We agree that the term “invasion success” – especially the “success” part, could be misleading. The invader did indeed decline from its starting density over time from its initial density, and so ‘success’ is probably the wrong term to use and we have now changed this to ‘P. fluorescens/P. putida invader survival’.
It is also worth emphasising here that the decline in abundance was almost inevitable; unless the invader completely took over the community, it could not expect to maintain the same density as the resident species. This is a typical result in microbial invasion experiments in closed (where no new resources are added) microcosms where the invader is introduced at a high density after an initial period of community establishment (we have now been up-front about this in the opening paragraph of the Results: Experimental set-up and general observations about invader survival, line 98).
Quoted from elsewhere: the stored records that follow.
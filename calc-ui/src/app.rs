//! The terminal host: navigation, dispatch and the input loop.
//!
//! Input is read a line at a time. Each line is split on whitespace and the
//! tokens are handled in order: navigation words are handled here, anything
//! else on a calculator screen is parsed as a [`Button`] and pressed. The
//! active screen is redrawn once per line, followed by any toasts raised
//! while handling it.
//!
//! Two host commands work on every screen: `log=<directive>` changes the
//! log filter and `verbose=on|off` switches stderr logging.

use std::io::{BufRead, Write};

use anyhow::{Context, Result, bail};
use calc_core::{Button, CalculatorEngine, Variant};
use tracing::{debug, info, warn};

use crate::{
    AppConfig, Screen, logging,
    screens::{AboutScreen, CalculatorScreen, StartScreen},
    session::Session,
    toast::Toast,
};

/// Whether to keep reading input after a token.
#[derive(Debug, Clone, Copy, PartialEq, Eq)]
pub enum Flow {
    Continue,
    Exit,
}

/// How an input loop ended.
#[derive(Debug, Clone, Copy, PartialEq, Eq)]
pub enum Outcome {
    /// The user chose `exit` on the start screen.
    Exited,
    /// Input ran out; the session may be resumed later.
    Suspended,
}

pub struct App {
    config: AppConfig,
    screen: Screen,
    engine: Option<CalculatorEngine>,
    toasts: Vec<Toast>,
}

impl App {
    pub fn new(config: AppConfig) -> Self {
        Self {
            config,
            screen: Screen::Start,
            engine: None,
            toasts: Vec::new(),
        }
    }

    /// Rebuilds the app from a saved session.
    ///
    /// A calculator snapshot that fails validation is dropped and the
    /// screen starts with a fresh engine.
    pub fn resume(
        config: AppConfig,
        session: Session,
    ) -> Self {
        let mut app = Self::new(config);
        app.screen = session.screen;
        app.engine = session.screen.variant().map(|variant| {
            let Some(state) = session.calculator else {
                return CalculatorEngine::new(variant);
            };
            CalculatorEngine::restore(variant, state).unwrap_or_else(|error| {
                warn!(%error, "discarding invalid calculator snapshot");
                CalculatorEngine::new(variant)
            })
        });
        app
    }

    pub fn screen(&self) -> Screen {
        self.screen
    }

    pub fn engine(&self) -> Option<&CalculatorEngine> {
        self.engine.as_ref()
    }

    /// Toasts raised since the last render.
    pub fn pending_toasts(&self) -> &[Toast] {
        &self.toasts
    }

    /// Snapshot of the current screen for suspend.
    pub fn session(&self) -> Session {
        Session {
            screen: self.screen,
            calculator: self.engine.as_ref().map(CalculatorEngine::snapshot),
        }
    }

    fn navigate(
        &mut self,
        to: Screen,
    ) {
        debug!(from = ?self.screen, ?to, "navigate");
        self.screen = to;
        // Entering a calculator always starts fresh; leaving one discards it.
        self.engine = to.variant().map(CalculatorEngine::new);
    }

    /// Handles one token.
    pub fn handle_token(
        &mut self,
        token: &str,
    ) -> Flow {
        if let Some((command, value)) = token.split_once('=') {
            if !command.is_empty() {
                self.configure(command, value, token);
                return Flow::Continue;
            }
        }
        let word = token.to_ascii_lowercase();
        match (self.screen, word.as_str()) {
            (Screen::Start, "simple") => self.navigate(Screen::Simple),
            (Screen::Start, "advanced") => self.navigate(Screen::Advanced),
            (Screen::Start, "about") => self.navigate(Screen::About),
            (Screen::Start, "exit") => return Flow::Exit,
            (Screen::Simple | Screen::Advanced | Screen::About, "back") => {
                self.navigate(Screen::Start)
            }
            _ => self.press(token),
        }
        Flow::Continue
    }

    fn configure(
        &mut self,
        command: &str,
        value: &str,
        token: &str,
    ) {
        let result = match command {
            "log" => logging::set_log_level(value),
            "verbose" => logging::parse_switch(value).and_then(logging::set_console_enabled),
            _ => {
                self.toasts.push(Toast::unknown_input(token));
                return;
            }
        };
        match result {
            Ok(()) => info!(command, value, "logging reconfigured"),
            Err(error) => self.toasts.push(Toast::new(format!("Error: {error}"))),
        }
    }

    fn press(
        &mut self,
        token: &str,
    ) {
        let Some(engine) = self.engine.as_mut() else {
            self.toasts.push(Toast::unknown_input(token));
            return;
        };
        match token.parse::<Button>() {
            Ok(button) => {
                if let Err(error) = engine.press(button) {
                    self.toasts.push(Toast::from_error(&error));
                }
            }
            Err(error) => {
                debug!(%error, "unrecognised token");
                self.toasts.push(Toast::unknown_input(token));
            }
        }
    }

    /// Handles every token on a line, stopping early on `exit`.
    pub fn handle_line(
        &mut self,
        line: &str,
    ) -> Flow {
        for token in line.split_whitespace() {
            if self.handle_token(token) == Flow::Exit {
                return Flow::Exit;
            }
        }
        Flow::Continue
    }

    /// Draws the active screen, then drains pending toasts.
    pub fn render(
        &mut self,
        out: &mut impl Write,
    ) -> Result<()> {
        match (self.screen, self.engine.as_ref()) {
            (Screen::Simple | Screen::Advanced, Some(engine)) => {
                CalculatorScreen::render(engine, self.config.display_width, out)?
            }
            (Screen::About, _) => AboutScreen::render(out)?,
            _ => StartScreen::render(out)?,
        }
        for toast in self.toasts.drain(..) {
            writeln!(out, "{toast}")?;
        }
        out.flush()?;
        Ok(())
    }

    /// Runs the input loop until `exit` or end of input.
    pub fn run(
        &mut self,
        input: impl BufRead,
        mut out: impl Write,
    ) -> Result<Outcome> {
        info!(screen = ?self.screen, "calculator started");
        self.render(&mut out)?;

        for line in input.lines() {
            let line = line.context("Failed to read input")?;
            if self.handle_line(&line) == Flow::Exit {
                info!("exit requested");
                return Ok(Outcome::Exited);
            }
            self.render(&mut out)?;
        }

        info!(screen = ?self.screen, "input closed, suspending");
        Ok(Outcome::Suspended)
    }
}

/// Presses every token on `line` against a fresh engine and returns the
/// final display. Any unknown token or rejected press is an error.
pub fn evaluate_line(
    variant: Variant,
    line: &str,
) -> Result<String> {
    let mut engine = CalculatorEngine::new(variant);
    for token in line.split_whitespace() {
        let button: Button = token.parse()?;
        if let Err(error) = engine.press(button) {
            bail!("'{token}' rejected: {error}");
        }
    }
    Ok(engine.display().to_string())
}

#[cfg(test)]
mod tests {
    use calc_core::{CalculatorState, Operator};
    use pretty_assertions::assert_eq;

    use super::*;

    fn app() -> App {
        App::new(AppConfig::default())
    }

    #[test]
    fn starts_on_menu_without_engine() {
        let app = app();

        assert_eq!(app.screen(), Screen::Start);
        assert!(app.engine().is_none());
    }

    #[test]
    fn entering_simple_creates_basic_engine() {
        let mut app = app();

        app.handle_token("simple");

        assert_eq!(app.screen(), Screen::Simple);
        assert_eq!(app.engine().map(CalculatorEngine::variant), Some(Variant::Basic));
    }

    #[test]
    fn back_discards_calculator_state() {
        let mut app = app();
        app.handle_line("advanced 4 2 back advanced");

        assert_eq!(app.engine().map(|e| e.display()), Some("0"));
    }

    #[test]
    fn exit_only_works_on_start_screen() {
        let mut app = app();
        app.handle_token("simple");

        assert_eq!(app.handle_token("exit"), Flow::Continue);
        assert_eq!(app.pending_toasts(), &[Toast::unknown_input("exit")]);

        app.handle_token("back");
        assert_eq!(app.handle_token("exit"), Flow::Exit);
    }

    #[test]
    fn engine_errors_become_toasts_and_input_continues() {
        let mut app = app();

        app.handle_line("advanced 8 ÷ 0 =");
        assert_eq!(
            app.pending_toasts(),
            &[Toast::new("Error: division by zero")]
        );

        app.handle_line("C 2 + 2 =");
        assert_eq!(app.engine().map(|e| e.display()), Some("4"));
    }

    #[test]
    fn unknown_tokens_toast_on_every_screen() {
        let mut app = app();

        app.handle_line("hello about 5");

        assert_eq!(
            app.pending_toasts(),
            &[Toast::unknown_input("hello"), Toast::unknown_input("5")]
        );
    }

    #[test]
    fn logging_commands_report_failures_as_toasts() {
        let mut app = app();
        app.handle_line("advanced 7 verbose=maybe log=calc_ui=loud colour=red");

        let toasts = app.pending_toasts();
        assert_eq!(toasts.len(), 3);
        assert_eq!(toasts[0], Toast::new("Error: expected on or off, got 'maybe'"));
        assert!(
            toasts[1]
                .message()
                .starts_with("Error: invalid log level 'calc_ui=loud'"),
            "{}",
            toasts[1]
        );
        assert_eq!(toasts[2], Toast::unknown_input("colour=red"));
    }

    #[test]
    fn logging_commands_do_not_reach_engine() {
        let mut app = app();
        app.handle_line("advanced 7 verbose=off =");

        assert_eq!(app.engine().map(|e| e.display()), Some("7"));
    }

    #[test]
    fn render_drains_toasts() {
        let mut app = app();
        app.handle_line("simple sin");
        let mut out = Vec::new();

        app.render(&mut out).unwrap();

        let text = String::from_utf8(out).unwrap();
        assert!(text.ends_with("! Error: 'sin' is not available on the basic keypad\n"), "{text}");
        assert!(app.pending_toasts().is_empty());
    }

    #[test]
    fn session_round_trip_resumes_pending_operation() {
        let mut app = app();
        app.handle_line("advanced 6 × 7");

        let resumed = App::resume(AppConfig::default(), app.session());

        assert_eq!(resumed.screen(), Screen::Advanced);
        assert_eq!(resumed.engine().map(|e| e.state()), app.engine().map(|e| e.state()));
    }

    #[test]
    fn resume_discards_invalid_snapshot() {
        let session = Session {
            screen: Screen::Simple,
            calculator: Some(CalculatorState {
                operator: Some(Operator::Add),
                ..CalculatorState::new()
            }),
        };

        let app = App::resume(AppConfig::default(), session);

        assert_eq!(app.engine().map(|e| e.state()), Some(&CalculatorState::new()));
    }

    #[test]
    fn resume_on_about_has_no_engine() {
        let session = Session {
            screen: Screen::About,
            calculator: None,
        };

        assert!(App::resume(AppConfig::default(), session).engine().is_none());
    }

    #[test]
    fn run_reports_exit_and_suspend() {
        let mut out = Vec::new();
        assert_eq!(app().run("exit\n".as_bytes(), &mut out).unwrap(), Outcome::Exited);

        let mut out = Vec::new();
        assert_eq!(app().run("simple 1\n".as_bytes(), &mut out).unwrap(), Outcome::Suspended);
    }

    #[test]
    fn evaluate_line_returns_final_display() {
        assert_eq!(evaluate_line(Variant::Scientific, "3 + 4 + 5 =").unwrap(), "12");
        assert_eq!(evaluate_line(Variant::Basic, "8 ÷ 0 =").unwrap(), "0");
    }

    #[test]
    fn evaluate_line_fails_on_rejected_press() {
        let error = evaluate_line(Variant::Scientific, "8 ÷ 0 =").unwrap_err();

        assert!(error.to_string().contains("division by zero"), "{error}");
        assert!(evaluate_line(Variant::Basic, "2 wat").is_err());
    }
}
For example, van Elsas et al., (2012) introduced E. coli at 108 cells/g soil and observed much more dramatic decline to a maximum of ~3000 (8 log CFU) invader cells/g after 24 hours, which declined further over time. Similarly, Eisenhauer et al., (2013) introduced Pseudomonasputida into established microcosms at 5% relative abundance, which declined to below 5% relative abundance in almost all communities. However, van Elsas et al., (2012) used the term ‘invader survival’ and Eisenhauer et al., (2013) used the term ‘invasion’, rather than ‘invasion success’ and so again, we agree that the term ‘success’ is misleading and have used ‘invader survival’ accordingly.
Overall, I feel these issues are significant and cannot be addressed with revision, and recommend the rejection of this manuscript for publication in eLife.
Reviewer #2:
In their paper, Jones et al. conducted an experiment testing whether residential community composition, species richness or productivity of several hundred bacterial communities determines the invasion success of invading bacterial species (two strains of Pseudomonas). The study is innovative, because the authors used natural bacterial communities isolated from tree holes (which they have used in previous studies, too).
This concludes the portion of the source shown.